Uber’s former chief security officer, Joe Sullivan, was very recently charged by the federal prosecutors in the United States for covering up an enormous data breach that the company had endured in 2016.
Sullivan “took deliberate steps to conceal, deflect, and mislead the Federal Trade Commission about the breach” that additionally included paying hackers $100,000 ransom to keep the incident a secret, according to the press release published by the U.S. Department of Justice.
It said, “A criminal complaint was filed today in federal court charging Joseph Sullivan with obstruction of justice and misprision of a felony in connection with the attempted cover-up of the 2016 hack of Uber Technologies.”
The 2016 Uber’s data breach exposed names, email addresses, phone numbers of 57 million Uber riders and drivers, and driving license numbers of around 600,000 drivers.
The company revealed this data out in the open almost a year later in 2017, following Sullivan’s exit from Uber in November.
Later it was reported for, that two hackers, Brandon Charles Glover of Florida and Vasile Mereacre of Toronto, were the ones responsible for the incident and were the ones to whom Sullivan ‘approved’ paying cash in return for the promises to delete information of the clients that they had stolen.

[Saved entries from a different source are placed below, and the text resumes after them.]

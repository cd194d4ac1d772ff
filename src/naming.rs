//! Target-name sanitizing and collision resolution
//!
//! The proposed name from the input is reduced to a bare title (known media
//! extensions stripped, forbidden characters replaced), then given exactly one
//! extension: the one the classifier found, or `webm` after transcoding.
//! Taken names get ` (1)`, ` (2)`, ... before the extension. The existence
//! check and the later publish are not atomic; the repository has the final word.

use crate::error::{Error, Result};
use crate::repository::Repository;
use crate::utils::{MAX_RENAME_ATTEMPTS, numbered_name};
use regex::Regex;
use std::sync::LazyLock;

#[allow(clippy::expect_used)] // literal patterns
static FORBIDDEN: LazyLock<Regex> = LazyLock::new(|| {
    Regex::new(r#"[#<>\[\]|{}/\\:"?*\p{Cc}]"#).expect("forbidden-character pattern is valid")
});

#[allow(clippy::expect_used)] // literal pattern
static DASH_RUNS: LazyLock<Regex> =
    LazyLock::new(|| Regex::new(r"-{2,}").expect("dash-run pattern is valid"));

/// Builds final names for the repository
#[derive(Clone, Debug)]
pub struct NameResolver {
    strip_extensions: Vec<String>,
}

impl NameResolver {
    /// `strip_extensions` are removed from the end of proposed names
    pub fn new<I, S>(strip_extensions: I) -> Self
    where
        I: IntoIterator<Item = S>,
        S: AsRef<str>,
    {
        Self {
            strip_extensions: strip_extensions
                .into_iter()
                .map(|ext| ext.as_ref().trim_start_matches('.').to_ascii_lowercase())
                .collect(),
        }
    }

    /// Bare title of a proposed name
    ///
    /// # Errors
    ///
    /// [`Error::InvalidName`] when nothing usable is left.
    pub fn sanitize(&self, proposed: &str) -> Result<String> {
        let stripped = self.strip_known_extensions(proposed.trim());
        let replaced = FORBIDDEN.replace_all(stripped, "-");
        let collapsed = DASH_RUNS.replace_all(&replaced, "-");
        let trimmed = trim_edges(&collapsed);
        let title = trim_edges(self.strip_known_extensions(trimmed));

        if title.is_empty() {
            return Err(Error::InvalidName(format!(
                "'{}' is empty after sanitizing",
                proposed
            )));
        }
        Ok(title.to_string())
    }

    /// Sanitized title plus `extension`, without checking the repository
    pub fn compose(&self, proposed: &str, extension: &str) -> Result<String> {
        Ok(format!(
            "{}.{}",
            self.sanitize(proposed)?,
            extension.trim_start_matches('.').to_ascii_lowercase()
        ))
    }

    /// First name not yet taken in `repository`
    pub async fn resolve(
        &self,
        proposed: &str,
        extension: &str,
        repository: &dyn Repository,
    ) -> Result<String> {
        let title = self.sanitize(proposed)?;
        let extension = extension.trim_start_matches('.').to_ascii_lowercase();

        let first = format!("{}.{}", title, extension);
        if !repository.exists(&first).await? {
            return Ok(first);
        }

        for n in 1..=MAX_RENAME_ATTEMPTS {
            let candidate = numbered_name(&title, n, Some(&extension));
            if !repository.exists(&candidate).await? {
                tracing::debug!(proposed, resolved = %candidate, "Target name taken, using numbered name");
                return Ok(candidate);
            }
        }

        Err(Error::InvalidName(format!(
            "no free name for '{}' after {} attempts",
            first, MAX_RENAME_ATTEMPTS
        )))
    }

    fn strip_known_extensions<'a>(&self, mut name: &'a str) -> &'a str {
        while let Some((stem, ext)) = name.rsplit_once('.') {
            if stem.is_empty() || !self.strip_extensions.contains(&ext.trim().to_ascii_lowercase()) {
                break;
            }
            name = stem.trim_end();
        }
        name
    }
}

fn trim_edges(name: &str) -> &str {
    name.trim_matches(|c: char| c == '-' || c == '.' || c.is_whitespace())
}

// unwrap/expect are acceptable in tests for concise failure-on-error assertions
#[allow(clippy::unwrap_used, clippy::expect_used)]
#[cfg(test)]
mod tests {
    use super::*;
    use crate::repository::InMemoryRepository;

    fn resolver() -> NameResolver {
        NameResolver::new(["png", "jpg", "jpeg", "webm", "mp4"])
    }

    #[test]
    fn test_strips_repeated_known_extensions() {
        let r = resolver();
        assert_eq!(r.sanitize("Sunset.jpg.png").unwrap(), "Sunset");
        assert_eq!(r.sanitize("Clip.MP4").unwrap(), "Clip");
        assert_eq!(r.sanitize("Report.v2").unwrap(), "Report.v2");
    }

    #[test]
    fn test_forbidden_characters_replaced_and_collapsed() {
        let r = resolver();
        assert_eq!(
            r.sanitize("a#b<c>d[e]f|g{h}i/j\\k:l\"m?n*o").unwrap(),
            "a-b-c-d-e-f-g-h-i-j-k-l-m-n-o"
        );
        assert_eq!(r.sanitize("What?? Now: [draft].png").unwrap(), "What- Now- -draft");
        assert_eq!(r.sanitize("tab\there").unwrap(), "tab-here");
        assert_eq!(r.sanitize("--.Edge case.--").unwrap(), "Edge case");
    }

    #[test]
    fn test_empty_after_sanitizing_is_invalid() {
        let r = resolver();
        assert!(matches!(r.sanitize("???"), Err(Error::InvalidName(_))));
        assert!(matches!(r.sanitize("-.-"), Err(Error::InvalidName(_))));
        assert!(matches!(r.sanitize("   "), Err(Error::InvalidName(_))));
    }

    #[test]
    fn test_compose_single_extension() {
        assert_eq!(resolver().compose("MyClip.mp4", "webm").unwrap(), "MyClip.webm");
        assert_eq!(resolver().compose("Logo", ".PNG").unwrap(), "Logo.png");
    }

    #[tokio::test]
    async fn test_collisions_numbered_in_order() {
        let r = resolver();
        let repo = InMemoryRepository::new().with_existing(["Foo.png"]);
        assert_eq!(r.resolve("Foo", "png", &repo).await.unwrap(), "Foo (1).png");

        let repo = InMemoryRepository::new().with_existing(["Foo.png", "Foo (1).png"]);
        assert_eq!(
            r.resolve("Foo.png", "png", &repo).await.unwrap(),
            "Foo (2).png"
        );
    }

    #[tokio::test]
    async fn test_free_name_used_as_is() {
        let repo = InMemoryRepository::new();
        assert_eq!(
            resolver().resolve("Bar", "svg", &repo).await.unwrap(),
            "Bar.svg"
        );
    }
}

The problem initially began when Sullivan, as a representative for Uber, in 2016 was reacting to FTC inquiries with respect to a previous data breach incident in 2014, and at the same time, Brandon and Vasile reached him in regards to the new data breach.
“On November 14, 2016, approximately 10 days after providing his testimony to the FTC, Sullivan received an email from a hacker informing him that Uber had been breached again and his team was able to confirm the breach within 24 hours of his receipt of the email. Rather than report the 2016 breach, Sullivan allegedly took deliberate steps to prevent knowledge of the breach from reaching the FTC.”
As indicated by court archives, the ransom amount was paid through a bug bounty program trying to document the blackmailing payment as ‘bounty’ for white-hat hackers who highlight the security issues however have not compromised information.
The federal prosecutors said, “After Uber personnel were able to identify two of the individuals responsible for the breach, Sullivan arranged for the hackers to sign fresh copies of the non-disclosure agreements in their true names. The new agreements retained the false condition that no data had been obtained. Uber’s new management ultimately discovered the truth and disclosed the breach publicly, and to the FTC, in November 2017.”
However just last year, the two hackers were pleaded guilty to a few counts of charges for hacking and blackmailing Uber, LinkedIn, and various other U.S. corporations. In 2018, English and Dutch data protection regulators had likewise fined Uber with $1.1 million for neglecting to secure its clients’ personal data during a 2016 cyber-attack.
As of now, if Sullivan is found guilty of cover-up charges, he could expect at least eight years in prison along with potential fines of up to $500,000.